I join with the majority of the Court for three reasons, the last of which prompts me to write separately.
My first reason is that there is no variance between the indictment and the proof. Wing was charged with entry into a structure owned by Robert O’Connor. The additional allegation, “namely a place of business known as O’Connor’s Pizza,” did not necessarily narrow the scope of the indictment to only the principal structure used in that business. I reject the suggestion of Justice Carter that the indictment must contain a sufficient description to eliminate all other structures. Such a suggestion belies the promise of simplification inherent in the Supreme Judicial Court’s adoption of M.R.Crim.P. 7(c). See H. Glassman, Maine Practice, Rules of Criminal Procedure § 7.3 (1967).1
My second reason, and a point ultimately conceded by Justice Carter in his dissent, is that the record is devoid of any suggestion that the defendant was in any way surprised by the manner of proof or prejudiced in the preparation of his defense.
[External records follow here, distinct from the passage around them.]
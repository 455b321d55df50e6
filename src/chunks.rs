//! Append-only stores split into fixed-size chunks.
//!
//! Reads may cross at most one chunk boundary, so a read never asks for more
//! than one chunk's worth of elements.

use crate::error::{Error, Result};

const CHUNK_INDEX_GROWTH: usize = 4;
const INT_CHUNK_SIZE: usize = 10_000;

/// Chunked, randomly indexable storage of `Copy` elements
#[derive(Debug, Clone)]
pub struct Chunks<T> {
    chunk_size: usize,
    chunks: Vec<Box<[T]>>,
    len: usize,
}

impl<T: Copy + Default> Chunks<T> {
    pub fn new(chunk_size: usize) -> Result<Self> {
        if chunk_size == 0 {
            return Err(Error::BadUsageError("chunk size must be at least 1".to_string()));
        }
        Ok(Self {
            chunk_size,
            chunks: Vec::new(),
            len: 0,
        })
    }

    pub fn chunk_size(&self) -> usize {
        self.chunk_size
    }

    /// Number of elements appended so far
    pub fn len(&self) -> usize {
        self.len
    }

    pub fn is_empty(&self) -> bool {
        self.len == 0
    }

    /// Append all of `data`, splitting across chunk boundaries
    pub fn add(&mut self, mut data: &[T]) {
        while !data.is_empty() {
            let (chunk_index, chunk_offset) = self.position(self.len);
            if chunk_index == self.chunks.len() {
                self.push_chunk();
            }
            let available = self.chunk_size - chunk_offset;
            let n = available.min(data.len());
            let (head, rest) = data.split_at(n);
            if let Some(chunk) = self.chunks.get_mut(chunk_index) {
                chunk[chunk_offset..chunk_offset + n].copy_from_slice(head);
            }
            self.len += n;
            data = rest;
        }
    }

    /// Element at `index`
    pub fn get(&self, index: usize) -> Result<T> {
        if index >= self.len {
            return Err(self.out_of_range(index, 1));
        }
        let (chunk_index, chunk_offset) = self.position(index);
        self.chunks
            .get(chunk_index)
            .map(|chunk| chunk[chunk_offset])
            .ok_or_else(|| self.out_of_range(index, 1))
    }

    /// Read `length` elements starting at `offset`
    ///
    /// A range inside one chunk is borrowed directly. A range crossing into the
    /// next chunk is copied into `scratch`.
    pub fn read<'a>(
        &'a self,
        offset: usize,
        length: usize,
        scratch: &'a mut Vec<T>,
    ) -> Result<&'a [T]> {
        if length > self.chunk_size {
            return Err(Error::BadUsageError(format!(
                "read of {} elements exceeds chunk size {}",
                length, self.chunk_size
            )));
        }
        let end = offset
            .checked_add(length)
            .ok_or_else(|| self.out_of_range(offset, length))?;
        if end > self.len {
            return Err(self.out_of_range(offset, length));
        }
        if length == 0 {
            return Ok(&[]);
        }

        let (chunk_index, chunk_offset) = self.position(offset);
        let first = self
            .chunks
            .get(chunk_index)
            .ok_or_else(|| self.out_of_range(offset, length))?;

        let in_first = self.chunk_size - chunk_offset;
        if length <= in_first {
            return Ok(&first[chunk_offset..chunk_offset + length]);
        }

        let second = self
            .chunks
            .get(chunk_index + 1)
            .ok_or_else(|| self.out_of_range(offset, length))?;
        scratch.clear();
        scratch.extend_from_slice(&first[chunk_offset..]);
        scratch.extend_from_slice(&second[..length - in_first]);
        Ok(scratch.as_slice())
    }

    /// Like `read`, but clamps the range to the elements available
    pub fn read_max_length<'a>(
        &'a self,
        offset: usize,
        max_length: usize,
        scratch: &'a mut Vec<T>,
    ) -> Result<&'a [T]> {
        let available = self.len.saturating_sub(offset);
        self.read(offset, max_length.min(available), scratch)
    }

    /// Number of elements stored in the last chunk
    pub fn elements_in_last_chunk(&self) -> usize {
        if self.chunks.is_empty() {
            return 0;
        }
        match self.len % self.chunk_size {
            0 => self.chunk_size,
            remainder => remainder,
        }
    }

    fn position(&self, offset: usize) -> (usize, usize) {
        (offset / self.chunk_size, offset % self.chunk_size)
    }

    fn push_chunk(&mut self) {
        if self.chunks.len() == self.chunks.capacity() {
            let grow = self.chunks.capacity().max(1) * (CHUNK_INDEX_GROWTH - 1);
            self.chunks.reserve_exact(grow);
        }
        self.chunks
            .push(vec![T::default(); self.chunk_size].into_boxed_slice());
    }

    fn out_of_range(&self, offset: usize, length: usize) -> Error {
        Error::BadUsageError(format!(
            "range {}+{} out of bounds for {} elements",
            offset, length, self.len
        ))
    }
}

// ============================================================================
// Result set byte store
// ============================================================================

/// Byte store holding the rows of a materialized result set
#[derive(Debug, Clone)]
pub struct ResultSetBuffer {
    bytes: Chunks<u8>,
}

impl ResultSetBuffer {
    pub fn new(chunk_size: usize) -> Result<Self> {
        Ok(Self {
            bytes: Chunks::new(chunk_size)?,
        })
    }

    pub fn add_data(&mut self, data: &[u8]) -> Result<()> {
        if data.is_empty() {
            return Err(Error::BadUsageError("no row data to add".to_string()));
        }
        self.bytes.add(data);
        Ok(())
    }

    pub fn decode<'a>(
        &'a self,
        offset: usize,
        length: usize,
        scratch: &'a mut Vec<u8>,
    ) -> Result<&'a [u8]> {
        self.bytes.read(offset, length, scratch)
    }

    pub fn decode_max_length<'a>(
        &'a self,
        offset: usize,
        max_length: usize,
        scratch: &'a mut Vec<u8>,
    ) -> Result<&'a [u8]> {
        self.bytes.read_max_length(offset, max_length, scratch)
    }

    pub fn len(&self) -> usize {
        self.bytes.len()
    }

    pub fn is_empty(&self) -> bool {
        self.bytes.is_empty()
    }

    pub fn chunk_size(&self) -> usize {
        self.bytes.chunk_size()
    }
}

// ============================================================================
// Large int array
// ============================================================================

/// Growable array of `u32` values that never reallocates existing elements
#[derive(Debug, Clone)]
pub struct IntLargeArray {
    values: Chunks<u32>,
}

impl IntLargeArray {
    pub fn new() -> Self {
        Self::with_chunk_size(INT_CHUNK_SIZE)
    }

    pub(crate) fn with_chunk_size(chunk_size: usize) -> Self {
        Self {
            values: Chunks {
                chunk_size: chunk_size.max(1),
                chunks: Vec::new(),
                len: 0,
            },
        }
    }

    /// Append `length` values of `values` starting at `offset`
    pub fn add(&mut self, values: &[u32], offset: usize, length: usize) -> Result<()> {
        let slice = offset
            .checked_add(length)
            .and_then(|end| values.get(offset..end))
            .ok_or_else(|| {
                Error::BadUsageError(format!(
                    "range {}+{} out of bounds for {} values",
                    offset,
                    length,
                    values.len()
                ))
            })?;
        self.values.add(slice);
        Ok(())
    }

    pub fn get_value(&self, index: usize) -> Result<u32> {
        self.values.get(index)
    }

    pub fn len(&self) -> usize {
        self.values.len()
    }

    pub fn is_empty(&self) -> bool {
        self.values.is_empty()
    }
}

impl Default for IntLargeArray {
    fn default() -> Self {
        Self::new()
    }
}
My third reason is that I find the indictment alone entirely adequate as of the moment jeopardy attached to protect the defendant from subsequent prosecution for an entry into either structure. In my view, the liberalization of pleading requirements under M.R.Crim.P. 7(c) also expands the scope of the constitutional protection against double jeopardy. These concepts are but two sides of the same coin — their parameters are identical. When we say as a matter of law that a description is sufficient to support a conviction for entry into either of two structures, then that description is also sufficient to prevent subsequent prosecution relative to either structure. Whenever the prosecution chooses to rely upon liberal pleading requirements then the prosecution must expect the scope of double jeopardy protection to be expanded. Even if Wing had been acquitted by a jury on the basis of instructions erroneously requiring proof of entry into the main restaurant building of O’Connor’s Pizza, he could not again have been prosecuted for entry into the shed.

. According to H. Glassman, supra at § 7.11, the Supreme Judicial Court
has recognized, to paraphrase Justice Holmes, that the Declaration of Rights, giving the defendant the right to demand the nature and cause of the accusation against him, does not fasten forever upon the State of Maine “the inability of the seventeenth century common law to understand or accept a pleading that did not exclude every misinterpretation capable of occurring to intelligence fired with a desire to pervert.”
(quoting Paraiso v. United States, 207 U.S. 368, 372, 28 S.Ct. 127, 129, 52 L.Ed. 249 (1907)).